An imperfect compromise was reached: Stanford would remain free to alter its healthcare, and differences between copays and coverage would be handled by Emergency Grant-In-Aid (EGIA). But the costs of these changes to graduate workers are an order of magnitude more than EGIA is designed to cover. What once looked imperfect has revealed itself to be completely untenable. 

Stanford has an obligation to honor its commitments in bargaining; they must provide aid to cover these new costs. It is the ethical bare minimum to not force people to choose between quitting their degree, enormous medical debt to afford necessary medications and treatments or their health. 

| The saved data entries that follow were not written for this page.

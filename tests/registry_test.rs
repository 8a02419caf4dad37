//! Handler registry behaviour through the public API

use std::sync::Arc;

use topicbus::dispatch::{CallbackDispatcher, DispatchTarget, TargetKind};
use topicbus::messaging::{Headers, JsonCodec};
use topicbus::registry::{is_wildcard_expression, HandlerRegistry, RegistryError};

fn target() -> DispatchTarget {
    let dispatcher = CallbackDispatcher::from_sync(JsonCodec, |_: serde_json::Value| {
        Ok::<_, std::io::Error>(())
    });
    DispatchTarget::new(TargetKind::Callback, Arc::new(dispatcher))
}

fn resolves_to(registry: &HandlerRegistry, routing_key: &str, expected: &DispatchTarget) -> bool {
    registry
        .resolve(routing_key, &Headers::new())
        .is_some_and(|found| Arc::ptr_eq(found.dispatcher(), expected.dispatcher()))
}

#[test]
fn test_topics_and_patterns_keep_registration_order() {
    let mut registry = HandlerRegistry::new();
    registry.register_exact("orders.updated", target()).unwrap();
    registry.register_wildcard("invoices.#", target()).unwrap();
    registry.register_exact("orders.created", target()).unwrap();
    registry.register_wildcard("orders.*", target()).unwrap();

    assert_eq!(registry.topics(), vec!["orders.updated", "orders.created"]);
    assert_eq!(registry.wildcard_patterns(), vec!["invoices.#", "orders.*"]);
    assert_eq!(registry.len(), 4);
}

#[test]
fn test_exact_precedence_regardless_of_registration_order() {
    let mut registry = HandlerRegistry::new();
    let wildcard = target();
    let exact = target();
    registry.register_wildcard("orders.#", wildcard.clone()).unwrap();
    registry.register_exact("orders.created", exact.clone()).unwrap();

    assert!(resolves_to(&registry, "orders.created", &exact));
    assert!(resolves_to(&registry, "orders.created.eu", &wildcard));
}

#[test]
fn test_overlapping_wildcards_resolve_in_registration_order() {
    let mut registry = HandlerRegistry::new();
    let specific = target();
    let broad = target();
    registry.register_wildcard("orders.*.eu", specific.clone()).unwrap();
    registry.register_wildcard("orders.#", broad.clone()).unwrap();

    assert!(resolves_to(&registry, "orders.created.eu", &specific));
    assert!(resolves_to(&registry, "orders.created.us", &broad));
}

#[test]
fn test_duplicate_wildcard_keeps_both_and_first_wins() {
    let mut registry = HandlerRegistry::new();
    let first = target();
    let second = target();
    registry.register_wildcard("orders.*", first.clone()).unwrap();
    registry.register_wildcard("orders.*", second.clone()).unwrap();

    assert_eq!(registry.wildcard_bindings().len(), 2);
    assert!(resolves_to(&registry, "orders.created", &first));
    assert!(Arc::ptr_eq(
        registry.wildcard_bindings()[1].target().dispatcher(),
        second.dispatcher()
    ));
}

#[test]
fn test_duplicate_exact_topic_is_a_registration_error() {
    let mut registry = HandlerRegistry::new();
    registry.register_exact("orders.created", target()).unwrap();

    let err = registry.register_exact("orders.created", target()).unwrap_err();
    assert_eq!(
        err.to_string(),
        "Topic 'orders.created' is already bound to a handler"
    );
    assert!(matches!(err, RegistryError::DuplicateTopicBinding { .. }));
}

#[test]
fn test_unbound_key_resolves_to_nothing() {
    let mut registry = HandlerRegistry::new();
    registry.register_exact("orders.created", target()).unwrap();
    registry.register_wildcard("orders.*", target()).unwrap();

    assert!(registry.resolve("orders", &Headers::new()).is_none());
    assert!(registry.resolve("shipments.sent", &Headers::new()).is_none());
    assert!(registry.resolve("", &Headers::new()).is_none());
}

#[test]
fn test_wildcard_expressions_belong_in_the_pattern_list() {
    let mut registry = HandlerRegistry::new();

    for expression in ["orders.created", "orders.*", "audit.#"] {
        if is_wildcard_expression(expression) {
            registry.register_wildcard(expression, target()).unwrap();
        } else {
            registry.register_exact(expression, target()).unwrap();
        }
    }
    assert_eq!(registry.topics(), vec!["orders.created"]);
    assert_eq!(registry.wildcard_patterns(), vec!["orders.*", "audit.#"]);

    let err = registry.register_exact("orders.#", target()).unwrap_err();
    assert_eq!(
        err,
        RegistryError::invalid_topic("orders.#", "wildcards are only allowed in patterns")
    );
}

We call on Stanford to immediately cover the costs for workers whose health and financial stability are in jeopardy due to this ill-managed insurance change. To do otherwise is a betrayal of the University’s duty towards its workers and a confirmation that their promises of compassion are empty words. 

Stanford must act now to support affected graduate workers. It is unsustainable to continually have our healthcare coverage rearranged with no control and little warning. Every unilateral change Stanford makes results in people going without medicine while waiting for bureaucratic approvals, changing their practitioners and now paying thousands of dollars in medication costs. The Stanford administration must take the needs of graduate workers into consideration before making these decisions. They have shown time and again that unless forced to listen, they won’t. 

As we look forward to the fight for our next contract, we must ensure it guarantees adequate healthcare for graduate workers. Health insurance guarantees are the norm in union contracts across industries and Stanford should not be an exception. Soft agreements and assumptions have only led to a diminishment of care; Stanford must demonstrate they are willing to commit to continued quality of healthcare for all graduate workers before they lose the very people who make this university run.

Liam Sherman is a physics Ph.D. candidate and is the SGWU Vice President for Membership. Helene Koumans is a chemistry Ph.D. candidate and is the SGWU Campus Chief Steward.

This piece is also co-signed by SGWU organizers Artem Arzyn, a computer science M.S. candidate, and Ben Alexander, a physics Ph.D. candidate.